About this task
In the records that follow, find each line containing "position" and copy it.

============================================================

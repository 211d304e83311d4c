use crate::error::LobbyError;
use crate::state::{Player, PlayerId, PLAYER_COLORS};
use serde::{Deserialize, Serialize};

const MAX_NAME_LEN: usize = 20;

#[derive(Debug, Clone, PartialEq, Eq)]
pub struct LobbyEntry {
    pub id: PlayerId,
    pub name: String,
    pub ready: bool,
}

/// lobbyUpdate 中每位玩家的展示信息
#[derive(Debug, Clone, PartialEq, Eq, Serialize, Deserialize)]
pub struct LobbyPlayer {
    pub id: PlayerId,
    pub name: String,
    pub color: String,
    pub ready: bool,
    pub is_host: bool,
}

/// 开局前的大厅：按加入顺序记录玩家和准备状态
#[derive(Debug, Clone)]
pub struct Lobby {
    entries: Vec<LobbyEntry>,
    host_id: Option<PlayerId>,
    max_players: usize,
    min_players: usize,
}

impl Lobby {
    pub fn new(max_players: usize, min_players: usize) -> Self {
        Lobby { entries: Vec::new(), host_id: None, max_players, min_players }
    }

    pub fn join(&mut self, id: PlayerId, name: &str) -> Result<LobbyEntry, LobbyError> {
        if self.contains(&id) {
            return Err(LobbyError::AlreadyJoined(id));
        }
        if self.entries.len() >= self.max_players {
            return Err(LobbyError::LobbyFull { max_players: self.max_players });
        }

        let entry = LobbyEntry {
            id,
            name: Self::clean_name(name, self.entries.len() + 1),
            ready: false,
        };
        self.entries.push(entry.clone());
        // 第一个加入的人成为房主
        if self.host_id.is_none() {
            self.host_id = Some(id);
        }
        Ok(entry)
    }

    fn clean_name(name: &str, position: usize) -> String {
        let trimmed = name.trim();
        if trimmed.is_empty() {
            format!("Player {}", position)
        } else {
            trimmed.chars().take(MAX_NAME_LEN).collect()
        }
    }

    /// 切换准备状态，返回切换后的状态
    pub fn toggle_ready(&mut self, id: &PlayerId) -> Result<bool, LobbyError> {
        let entry = self
            .entries
            .iter_mut()
            .find(|e| e.id == *id)
            .ok_or(LobbyError::NotInLobby(*id))?;
        entry.ready = !entry.ready;
        Ok(entry.ready)
    }

    pub fn all_ready(&self) -> bool {
        self.entries.len() >= self.min_players && self.entries.iter().all(|e| e.ready)
    }

    /// 开局前断线：移除玩家，如有必要把房主交给最早加入的剩余玩家
    pub fn remove(&mut self, id: &PlayerId) -> Option<LobbyEntry> {
        let pos = self.entries.iter().position(|e| e.id == *id)?;
        let removed = self.entries.remove(pos);
        if self.host_id == Some(removed.id) {
            self.host_id = self.entries.first().map(|e| e.id);
        }
        Some(removed)
    }

    pub fn reset_ready(&mut self) {
        self.entries.iter_mut().for_each(|e| e.ready = false);
    }

    pub fn contains(&self, id: &PlayerId) -> bool {
        self.entries.iter().any(|e| e.id == *id)
    }

    pub fn host_id(&self) -> Option<PlayerId> {
        self.host_id
    }

    pub fn is_host(&self, id: &PlayerId) -> bool {
        self.host_id == Some(*id)
    }

    pub fn len(&self) -> usize {
        self.entries.len()
    }

    pub fn is_empty(&self) -> bool {
        self.entries.is_empty()
    }

    pub fn entries(&self) -> &[LobbyEntry] {
        &self.entries
    }

    pub fn snapshot(&self) -> Vec<LobbyPlayer> {
        self.entries
            .iter()
            .enumerate()
            .map(|(i, e)| LobbyPlayer {
                id: e.id,
                name: e.name.clone(),
                color: PLAYER_COLORS[i % PLAYER_COLORS.len()].to_string(),
                ready: e.ready,
                is_host: self.is_host(&e.id),
            })
            .collect()
    }

    /// 按加入顺序生成对局玩家，颜色随之确定
    pub fn to_players(&self) -> Vec<Player> {
        self.entries
            .iter()
            .enumerate()
            .map(|(i, e)| Player::new(e.id, e.name.clone(), i))
            .collect()
    }
}
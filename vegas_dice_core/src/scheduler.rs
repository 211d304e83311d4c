use std::collections::VecDeque;
use std::time::Duration;

/// 回合结束后由定时器推进的阶段转换
#[derive(Debug, Clone, Copy, PartialEq, Eq)]
pub enum Transition {
    /// 结算展示结束：公布游戏赢家，或者公布本轮结束
    ConcludeRound,
    /// 开始下一轮
    BeginNextRound,
}

#[derive(Debug, Clone, Copy, PartialEq, Eq)]
pub struct ScheduledTransition {
    /// 会话时钟上的到期时间
    pub due: Duration,
    pub transition: Transition,
}

/// 按到期时间排序的转换队列。
///
/// 时间由调用方传入：服务端用真实流逝的时间驱动，测试直接快进。
/// 同一时刻到期的任务按加入顺序执行。
#[derive(Debug, Clone, Default)]
pub struct Scheduler {
    queue: VecDeque<ScheduledTransition>,
}

impl Scheduler {
    pub fn schedule(&mut self, due: Duration, transition: Transition) {
        let pos = self.queue.iter().position(|t| t.due > due).unwrap_or(self.queue.len());
        self.queue.insert(pos, ScheduledTransition { due, transition });
    }

    pub fn next_deadline(&self) -> Option<Duration> {
        self.queue.front().map(|t| t.due)
    }

    /// 取出一个在 `now` 之前（含）到期的转换
    pub fn pop_due(&mut self, now: Duration) -> Option<ScheduledTransition> {
        if self.queue.front().is_some_and(|t| t.due <= now) {
            self.queue.pop_front()
        } else {
            None
        }
    }

    pub fn is_idle(&self) -> bool {
        self.queue.is_empty()
    }
}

============================================================

Worked solution
    fn clean_name(name: &str, position: usize) -> String {
            format!("Player {}", position)
        let pos = self.entries.iter().position(|e| e.id == *id)?;
        let pos = self.queue.iter().position(|t| t.due > due).unwrap_or(self.queue.len());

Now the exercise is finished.